Death of the Author, Roland Barthes 1977,he Ecstasy of Influence: A Plagiarism BY: Jonathan Lethem


“Writing is the destruction of every voice, of every point of origin. Writing is that neutral, composite, oblique space where our subject slips away, the negative where all identity is lost, starting with the very identity of the body of the writing.”

It is through “capitalist ideology” where the reoccurrence of placing emphasis within the power of the author, almost “tyrannically” occurs, asserts Roland Barthes in “Death of the Author”. Authors have always been viewed as creators, “persons” with identity whose presence was felt within their work, Barthes thinks differently of this initiative. Instead he breaks down these ideologies, to allow for a different look at the past belief system, the same system that has been is use for many years, mostly pre-modern texts. He cites that the relationship of the author to his text is like placing them side, by side on a bookshelf, the author is to the text as a father is to his son. It is before, and during the writing process the author is dead and has no identity within the writings he/she writes. The writing of the author has nothing to do with what he/she is writing, it is the writing that is the performance it is the language, which conveys the meaning.

With the author dead, and his identity superfluous this gives great power to the audience, to the reader, to those for whom the piece is written for. “The birth of the reader must be the at the cost of the death of the author”. This power is asserted through the plethora of meaning found within and or through language, linguistics, and vocabulary. “Language being system and the aim of the movement being, romantically, a direct subversion of codes- itself moreover illusory: a code cannot be destroyed, only played ‘off’” Barthes insinuates that “code” is language, and the author merely chooses the code to be deciphered by the audience. Each audience member could interpret the code differently, allowing for many flowing, perhaps unintentional meanings to occur within one piece. It is because of this multi-reading that allows each audience member to take away something differently from the exact same text and the other.

Barthes believes that the diminishing influence of the author to the text will correlate into writing and reading modern texts differently. For if the author is dead, then perhaps the text will expand, the reader will be the emphasis for the purpose of writing and the audience’s perception will be taken into account more so. This demotion of power comes from Barthes belief that there is nothing original. Language, text, ideas are not original, they have all been used before, they will continue to be used, it is through the use that makes text, language and ideas so meaningful. Opening his essay, Barthes cites correlations between past authorships, which have taken from others and expounded. He notices the absence of the narrator within modern texts, and the mentions the double meanings used within Greek tragedy. It is this multiplicity that gives the reader the power to take away which ever personal emphasis they choose from their perspective. “The reader is the space on which all the quotations that make up a writing are inscribed without any of them being lost; a text’s unity lies not in its origin but in its destination.”

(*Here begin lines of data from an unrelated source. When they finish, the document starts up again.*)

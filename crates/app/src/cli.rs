//! Command-line arguments

use std::path::PathBuf;
use std::str::FromStr;

use clap::{Args, Parser, Subcommand, ValueEnum};
use flowlab_domain::{ClientAuthMethod, CodeChallengeMethod, TokenKind};

/// Interactive OAuth 2.0 / OIDC flow harness
#[derive(Debug, Parser)]
#[command(name = "flowlab")]
#[command(version)]
pub struct Cli {
    /// Configuration file (skips environment lookup)
    #[arg(short, long, global = true, env = "FLOWLAB_CONFIG")]
    pub config: Option<PathBuf>,

    #[command(subcommand)]
    pub command: Command,
}

#[derive(Debug, Subcommand)]
pub enum Command {
    /// Print the authorization URL (persists the request unless --preview)
    Url {
        #[command(flatten)]
        request: RequestArgs,

        /// Render only; leave the session untouched
        #[arg(long)]
        preview: bool,
    },

    /// Open a loopback server, print the URL and exchange the returned code
    Login {
        #[command(flatten)]
        request: RequestArgs,

        /// Seconds to wait for the browser redirect
        #[arg(long, default_value_t = 300)]
        timeout: u64,
    },

    /// Validate a pasted redirect (URL or query string) and exchange the code
    Callback {
        /// Redirect URL or its query string
        query: String,

        #[command(flatten)]
        overrides: ExchangeOverrides,
    },

    /// Use the stored refresh token
    Refresh,

    /// Run the client-credentials grant
    ClientCredentials,

    /// Introspect a stored token
    Introspect {
        #[arg(value_parser = TokenKind::from_str)]
        kind: TokenKind,
    },

    /// Revoke a stored token
    Revoke {
        #[arg(value_parser = TokenKind::from_str)]
        kind: TokenKind,
    },

    /// Fetch the userinfo document with the access token
    Userinfo,

    /// Show the stored session and ID token claims
    Session,

    /// Manage the CSRF state parameter
    State {
        #[command(subcommand)]
        action: StateAction,
    },

    /// Generate and store a new PKCE code verifier
    Verifier,

    /// Clear the whole session
    Logout,
}

#[derive(Debug, Clone, Subcommand)]
pub enum StateAction {
    /// Reuse the stored state or create one
    Init,
    /// Generate a new state
    Refresh,
    /// Stop sending state
    Remove,
    /// Store an exact value (may be empty)
    Set { value: String },
}

/// Authorization request settings shared by `url` and `login`
#[derive(Debug, Clone, Default, Args)]
pub struct RequestArgs {
    /// Send the client secret on the token exchange
    #[arg(long)]
    pub confidential: bool,

    /// Leave PKCE out of the request
    #[arg(long)]
    pub no_pkce: bool,

    /// Challenge method: S256, plain or omit
    #[arg(long, value_parser = CodeChallengeMethod::from_str)]
    pub method: Option<CodeChallengeMethod>,

    /// Comma-separated prompt values, e.g. login,consent
    #[arg(long, value_delimiter = ',')]
    pub prompt: Option<Vec<String>>,

    /// Use this state value instead of the stored one
    #[arg(long)]
    pub state: Option<String>,

    /// Use this code verifier instead of the stored one
    #[arg(long)]
    pub verifier: Option<String>,

    /// Client authentication for introspection and revocation
    #[arg(long, value_enum)]
    pub client_auth: Option<ClientAuthArg>,
}

#[derive(Debug, Clone, Copy, PartialEq, Eq, ValueEnum)]
pub enum ClientAuthArg {
    Basic,
    Post,
}

impl From<ClientAuthArg> for ClientAuthMethod {
    fn from(value: ClientAuthArg) -> Self {
        match value {
            ClientAuthArg::Basic => Self::ClientSecretBasic,
            ClientAuthArg::Post => Self::ClientSecretPost,
        }
    }
}

/// Edits applied to the default token-exchange parameters
#[derive(Debug, Clone, Default, Args)]
pub struct ExchangeOverrides {
    /// Add or replace a parameter (KEY=VALUE)
    #[arg(long = "param", value_parser = parse_pair)]
    pub params: Vec<(String, String)>,

    /// Remove a parameter
    #[arg(long = "drop")]
    pub drops: Vec<String>,

    /// Rename a parameter (FROM=TO)
    #[arg(long = "rename", value_parser = parse_pair)]
    pub renames: Vec<(String, String)>,
}

fn parse_pair(raw: &str) -> Result<(String, String), String> {
    raw.split_once('=')
        .filter(|(key, _)| !key.is_empty())
        .map(|(key, value)| (key.to_string(), value.to_string()))
        .ok_or_else(|| format!("expected KEY=VALUE, got `{raw}`"))
}

#[cfg(test)]
mod tests {
    use super::*;

    fn parse(args: &[&str]) -> Cli {
        Cli::try_parse_from(std::iter::once("flowlab").chain(args.iter().copied())).unwrap()
    }

    #[test]
    fn test_parse_login_options() {
        let cli = parse(&[
            "login",
            "--confidential",
            "--method",
            "plain",
            "--prompt",
            "login,consent",
            "--client-auth",
            "post",
        ]);
        let Command::Login { request, timeout } = cli.command else {
            panic!("expected login");
        };
        assert!(request.confidential);
        assert_eq!(request.method, Some(CodeChallengeMethod::Plain));
        assert_eq!(request.prompt, Some(vec!["login".to_string(), "consent".to_string()]));
        assert_eq!(request.client_auth, Some(ClientAuthArg::Post));
        assert_eq!(timeout, 300);
    }

    #[test]
    fn test_parse_token_kind() {
        let cli = parse(&["revoke", "refresh"]);
        assert!(matches!(cli.command, Command::Revoke { kind: TokenKind::Refresh }));
        assert!(Cli::try_parse_from(["flowlab", "introspect", "id"]).is_err());
    }

    #[test]
    fn test_parse_exchange_overrides() {
        let cli = parse(&[
            "callback",
            "?code=abc",
            "--param",
            "audience=api",
            "--drop",
            "code_verifier",
            "--rename",
            "code=authorization_code",
        ]);
        let Command::Callback { query, overrides } = cli.command else {
            panic!("expected callback");
        };
        assert_eq!(query, "?code=abc");
        assert_eq!(overrides.params, vec![("audience".to_string(), "api".to_string())]);
        assert_eq!(overrides.drops, vec!["code_verifier".to_string()]);
        assert_eq!(overrides.renames[0].1, "authorization_code");
    }

    #[test]
    fn test_parse_pair_rejects_missing_separator() {
        assert!(parse_pair("novalue").is_err());
        assert!(parse_pair("=value").is_err());
        assert_eq!(parse_pair("k=").unwrap(), ("k".to_string(), String::new()));
    }

    #[test]
    fn test_parse_state_set_empty() {
        let cli = parse(&["state", "set", ""]);
        assert!(matches!(cli.command, Command::State { action: StateAction::Set { value } } if value.is_empty()));
    }
}
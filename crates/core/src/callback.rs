//! Authorization response validation
//!
//! Checks run in a fixed order: provider error, missing code, then the state
//! rule for the current mode. A validated callback carries the default
//! exchange parameters, which the caller may edit before exchanging.

use std::sync::Arc;

use flowlab_domain::{FlowError, ProviderConfig, Result, StateMode};
use serde::{Deserialize, Serialize};
use tracing::{debug, warn};
use url::{form_urlencoded, Url};

use crate::session::SessionStore;
use crate::token::exchange::{default_exchange_params, ExchangeParams};

/// Query parameters of the provider redirect
///
/// `None` means the parameter was absent; `Some("")` means present but empty.
#[derive(Debug, Clone, PartialEq, Eq, Default, Serialize, Deserialize)]
pub struct CallbackParams {
    pub code: Option<String>,
    pub state: Option<String>,
    pub error: Option<String>,
    pub error_description: Option<String>,
}

impl CallbackParams {
    /// Parse a raw query string (with or without the leading `?`)
    ///
    /// The first occurrence of a repeated key wins.
    #[must_use]
    pub fn from_query(query: &str) -> Self {
        let query = query.trim().trim_start_matches('?');
        let mut params = Self::default();
        for (key, value) in form_urlencoded::parse(query.as_bytes()) {
            let slot = match key.as_ref() {
                "code" => &mut params.code,
                "state" => &mut params.state,
                "error" => &mut params.error,
                "error_description" => &mut params.error_description,
                _ => continue,
            };
            if slot.is_none() {
                *slot = Some(value.into_owned());
            }
        }
        params
    }

    /// Parse either a full redirect URL or a bare query string
    ///
    /// # Errors
    /// `FlowError::InvalidInput` when the input looks like a URL but does not
    /// parse as one.
    pub fn parse(input: &str) -> Result<Self> {
        let input = input.trim();
        if input.contains("://") {
            let url = Url::parse(input)
                .map_err(|e| FlowError::InvalidInput(format!("invalid callback URL: {e}")))?;
            return Ok(Self::from_query(url.query().unwrap_or_default()));
        }
        Ok(Self::from_query(input))
    }
}

/// Outcome of a successful validation
#[derive(Debug, Clone, PartialEq, Eq)]
pub struct ValidatedCallback {
    pub code: String,
    pub default_params: ExchangeParams,
}

/// Validates redirects against the stored state and mode
#[derive(Debug, Clone)]
pub struct CallbackValidator {
    config: Arc<ProviderConfig>,
    session: SessionStore,
}

impl CallbackValidator {
    pub fn new(config: Arc<ProviderConfig>, session: SessionStore) -> Self {
        Self { config, session }
    }

    /// Validate a redirect
    ///
    /// # Errors
    /// - `Authorization` when the provider reported an error
    /// - `MissingCode` when no (or an empty) code came back
    /// - `UnexpectedState` when state was removed but the redirect carries one
    /// - `StateMismatch` when state is enabled and the values differ
    pub fn validate(&self, params: &CallbackParams) -> Result<ValidatedCallback> {
        if let Some(error) = &params.error {
            warn!(error = %error, "provider returned an authorization error");
            return Err(FlowError::Authorization {
                error: error.clone(),
                description: params.error_description.clone(),
            });
        }

        let code = match params.code.as_deref() {
            Some(code) if !code.is_empty() => code.to_string(),
            _ => return Err(FlowError::MissingCode),
        };

        match self.session.state_mode()? {
            StateMode::Removed => {
                if let Some(received) = &params.state {
                    return Err(FlowError::UnexpectedState { received: received.clone() });
                }
            }
            StateMode::Enabled => {
                let expected = self.session.state()?;
                if params.state.as_deref() != Some(expected.as_str()) {
                    return Err(FlowError::StateMismatch {
                        received: params.state.clone(),
                        expected,
                    });
                }
            }
        }

        let default_params = default_exchange_params(&self.config, &self.session, &code)?;
        debug!("callback validated");
        Ok(ValidatedCallback { code, default_params })
    }
}
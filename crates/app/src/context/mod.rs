//! Application context - dependency injection container

use std::path::PathBuf;
use std::sync::Arc;

use flowlab_common::KeyValueStore;
use flowlab_core::{FlowService, ProviderTransport};
use flowlab_domain::{AppConfig, FlowError, ProviderConfig, Result};
use flowlab_infra::{config, HttpClient, InfraError, JsonFileStore};
use tracing::info;

/// Application context - holds the configuration and the flow service
pub struct AppContext {
    pub config: AppConfig,
    pub service: FlowService,
}

impl AppContext {
    /// Load configuration and wire the production adapters
    ///
    /// `config_path` overrides the environment/file probing of
    /// [`config::load`].
    pub fn new(config_path: Option<PathBuf>) -> Result<Self> {
        let config = match config_path {
            Some(path) => {
                let config = config::load_from_file(Some(path))?;
                config.validate()?;
                config
            }
            None => config::load()?,
        };
        Self::from_config(config)
    }

    /// Wire the reqwest transport and the JSON session file
    pub fn from_config(config: AppConfig) -> Result<Self> {
        let store = JsonFileStore::open(&config.storage.session_path)
            .map_err(|e| FlowError::from(InfraError::from(e)))?;
        let transport = HttpClient::from_settings(&config.http)?;

        info!(
            base_url = %config.provider.base_url,
            session_path = %config.storage.session_path,
            confidential_client = config.provider.client_secret.is_some(),
            "application context initialized"
        );

        Ok(Self::from_parts(config, Arc::new(store), Arc::new(transport)))
    }

    /// Assemble a context from explicit adapters
    pub fn from_parts(
        config: AppConfig,
        store: Arc<dyn KeyValueStore>,
        transport: Arc<dyn ProviderTransport>,
    ) -> Self {
        let provider: Arc<ProviderConfig> = Arc::new(config.provider.clone());
        let service = FlowService::new(provider, store, transport);
        Self { config, service }
    }
}
//! In-memory [`KeyValueStore`]

use std::collections::HashMap;
use std::sync::Arc;

use parking_lot::RwLock;

use super::{KeyValueStore, StorageResult};

/// Process-local key-value store
///
/// Cloning shares the underlying map.
#[derive(Debug, Clone, Default)]
pub struct MemoryStore {
    data: Arc<RwLock<HashMap<String, String>>>,
}

impl MemoryStore {
    /// Create an empty store
    #[must_use]
    pub fn new() -> Self {
        Self::default()
    }

    /// Number of stored keys
    #[must_use]
    pub fn len(&self) -> usize {
        self.data.read().len()
    }

    /// Whether no key is stored
    #[must_use]
    pub fn is_empty(&self) -> bool {
        self.data.read().is_empty()
    }
}

impl KeyValueStore for MemoryStore {
    fn get(&self, key: &str) -> StorageResult<Option<String>> {
        Ok(self.data.read().get(key).cloned())
    }

    fn set(&self, key: &str, value: &str) -> StorageResult<()> {
        self.data.write().insert(key.to_string(), value.to_string());
        Ok(())
    }

    fn remove(&self, key: &str) -> StorageResult<()> {
        self.data.write().remove(key);
        Ok(())
    }

    fn clear(&self) -> StorageResult<()> {
        #[cfg(feature = "observability")]
        tracing::debug!(keys = self.len(), "clearing in-memory store");

        self.data.write().clear();
        Ok(())
    }
}

#[cfg(test)]
mod tests {
    //! Unit tests for storage::memory.
    use super::*;

    #[test]
    fn test_set_get_overwrite() {
        let store = MemoryStore::new();
        assert_eq!(store.get("state").unwrap(), None);

        store.set("state", "abc").unwrap();
        store.set("state", "def").unwrap();

        assert_eq!(store.get("state").unwrap(), Some("def".to_string()));
        assert_eq!(store.len(), 1);
    }

    #[test]
    fn test_remove_is_idempotent() {
        let store = MemoryStore::new();
        store.set("accessToken", "token").unwrap();

        store.remove("accessToken").unwrap();
        store.remove("accessToken").unwrap();

        assert!(store.is_empty());
    }

    #[test]
    fn test_clones_share_data() {
        let store = MemoryStore::new();
        let clone = store.clone();
        clone.set("flow", "confidential").unwrap();

        assert_eq!(store.get("flow").unwrap(), Some("confidential".to_string()));

        store.clear().unwrap();
        assert!(clone.is_empty());
    }
}
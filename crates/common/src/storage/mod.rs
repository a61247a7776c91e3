//! Key-value storage primitives
//!
//! The OAuth session is persisted as a flat set of string entries, the same
//! way a browser would keep it in local storage. This module defines the
//! [`KeyValueStore`] abstraction that the session layer writes through, and an
//! in-memory implementation used by tests and short-lived processes.

pub mod error;
pub mod memory;

// Re-export commonly used types
pub use error::{StorageError, StorageResult};
pub use memory::MemoryStore;

/// Flat string key-value persistence
///
/// All mutations are last-writer-wins overwrites of single keys; there are no
/// transactions. Implementations must be safe to share across threads.
pub trait KeyValueStore: Send + Sync {
    /// Read a value; `Ok(None)` when the key was never written or was removed
    fn get(&self, key: &str) -> StorageResult<Option<String>>;

    /// Overwrite a value
    fn set(&self, key: &str, value: &str) -> StorageResult<()>;

    /// Delete a key (idempotent)
    fn remove(&self, key: &str) -> StorageResult<()>;

    /// Delete every key
    fn clear(&self) -> StorageResult<()>;
}
//! Authorization request construction
//!
//! [`AuthRequestBuilder::preview_url`] is a pure read: it renders the URL the
//! given settings would produce. [`AuthRequestBuilder::commit_and_build_url`]
//! first persists the verifier, flow, state and prompt, then renders the same
//! URL. Display-only code paths use the former.

use std::collections::BTreeSet;
use std::sync::Arc;

use flowlab_common::{generate_code_challenge, generate_code_verifier};
use flowlab_domain::constants::DEFAULT_SCOPE;
use flowlab_domain::{CodeChallengeMethod, FlowType, ProviderConfig, Result};
use tracing::{debug, info};
use url::form_urlencoded;

use crate::session::{SessionStore, StateManager};

/// Settings for one authorization request
#[derive(Debug, Clone, PartialEq, Eq)]
pub struct AuthRequest {
    pub flow: FlowType,
    /// Ignored when the stored state mode is `removed`
    pub state: String,
    pub code_verifier: String,
    pub challenge_method: CodeChallengeMethod,
    pub use_pkce: bool,
    /// Space-separated prompt values; blank means no `prompt` parameter
    pub prompt: String,
}

impl Default for AuthRequest {
    fn default() -> Self {
        Self {
            flow: FlowType::Public,
            state: String::new(),
            code_verifier: String::new(),
            challenge_method: CodeChallengeMethod::S256,
            use_pkce: true,
            prompt: String::new(),
        }
    }
}

impl AuthRequest {
    /// The challenge to send, if any
    ///
    /// `plain` sends the verifier verbatim; `omit` sends nothing.
    #[must_use]
    pub fn code_challenge(&self) -> Option<(String, CodeChallengeMethod)> {
        if !self.use_pkce {
            return None;
        }
        match self.challenge_method {
            CodeChallengeMethod::S256 => {
                Some((generate_code_challenge(&self.code_verifier), CodeChallengeMethod::S256))
            }
            CodeChallengeMethod::Plain => {
                Some((self.code_verifier.clone(), CodeChallengeMethod::Plain))
            }
            CodeChallengeMethod::Omit => None,
        }
    }
}

/// Canonical prompt string from a set of selected values
///
/// Values are trimmed, de-duplicated and sorted so the same selection always
/// yields the same string.
pub fn canonical_prompt<I, S>(selected: I) -> String
where
    I: IntoIterator<Item = S>,
    S: AsRef<str>,
{
    let values: BTreeSet<String> = selected
        .into_iter()
        .map(|value| value.as_ref().trim().to_string())
        .filter(|value| !value.is_empty())
        .collect();
    values.into_iter().collect::<Vec<_>>().join(" ")
}

/// Builds provider authorization URLs
#[derive(Debug, Clone)]
pub struct AuthRequestBuilder {
    config: Arc<ProviderConfig>,
    session: SessionStore,
    states: StateManager,
}

impl AuthRequestBuilder {
    pub fn new(config: Arc<ProviderConfig>, session: SessionStore) -> Self {
        let states = StateManager::new(session.clone());
        Self { config, session, states }
    }

    /// Render the URL without persisting anything
    pub fn preview_url(&self, request: &AuthRequest) -> Result<String> {
        let removed = self.states.is_removed()?;
        Ok(self.render(request, removed))
    }

    /// Persist the request settings, then render the URL
    ///
    /// A removed state stays blank in the session whatever the request holds.
    pub fn commit_and_build_url(&self, request: &AuthRequest) -> Result<String> {
        let removed = self.states.is_removed()?;
        if request.code_challenge().is_some() {
            self.session.set_code_verifier(&request.code_verifier)?;
        }
        self.session.set_flow(request.flow)?;
        self.session.set_state(if removed { "" } else { request.state.as_str() })?;
        self.session.set_prompt(&request.prompt)?;

        let url = self.render(request, removed);
        info!(
            flow = %request.flow,
            pkce = request.use_pkce,
            challenge_method = %request.challenge_method,
            prompt = %request.prompt,
            "authorization request committed"
        );
        Ok(url)
    }

    /// Generate and persist a fresh code verifier
    pub fn generate_verifier(&self) -> Result<String> {
        let verifier = generate_code_verifier();
        self.session.set_code_verifier(&verifier)?;
        debug!(length = verifier.len(), "generated code verifier");
        Ok(verifier)
    }

    fn render(&self, request: &AuthRequest, state_removed: bool) -> String {
        let mut query = form_urlencoded::Serializer::new(String::new());
        query
            .append_pair("response_type", "code")
            .append_pair("client_id", &self.config.client_id)
            .append_pair("redirect_uri", &self.config.redirect_uri)
            .append_pair("scope", DEFAULT_SCOPE);

        if let Some((challenge, method)) = request.code_challenge() {
            query
                .append_pair("code_challenge", &challenge)
                .append_pair("code_challenge_method", method.as_str());
        }

        if !state_removed {
            query.append_pair("state", &request.state);
        }

        if !request.prompt.trim().is_empty() {
            query.append_pair("prompt", &request.prompt);
        }

        format!("{}?{}", self.config.authorize_url(), query.finish())
    }
}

The Ecstasy of Influence: A Plagiarism BY: Jonathan Lethem

In an attempt to claim creative ideas, copyright laws are now in place to transfer art into property. Jonathan Lethem sees this as an unnecessary need to monopolize on what should be part of the “commons”. “Commons”, Lethem explains are everyone’s “right” he connects this “right” through the writings of Thomas Jefferson and in connection to the Constitution. An authority given to congress through “the Progress of Science and useful Arts, by securing for limited Times to Authors and Inventors the exclusive Rights to their respective Writings and Discoveries”, a power which ideally should be used to allow artists and scientist to have free range over expanding upon ideas, concepts, information, etc, from the past. Lethem cites that this discourse effects such work as medicine, finding cures for diseases which are obstructed because of genetic patents, through copyright laws securing ownership over scientific findings. Findings, with which if shared could further medical discoveries at a much faster rate. Our American tradition is held within the Constitution of the United States, which was written on the premise that it should and could always be amended. With such current copyright laws there will never be a possibility of drawing upon new ideas from the old without the use of such social “sharing”. To monopolize solely off of the rights of artistic creativity enables a generation to then rage against the machine, and work illegally to acquire information and art that should be a freedom to us all. How are we supposed to learn? How are we supposed to grow as a nation without such a freedom? Lethem even asks him readers to take advantage of his work after he has profited enough throughout the years, that’s how all-creative beings should be. For we would not be able to add to our own creativity without building upon the framework from the past, at least that what Barthes says.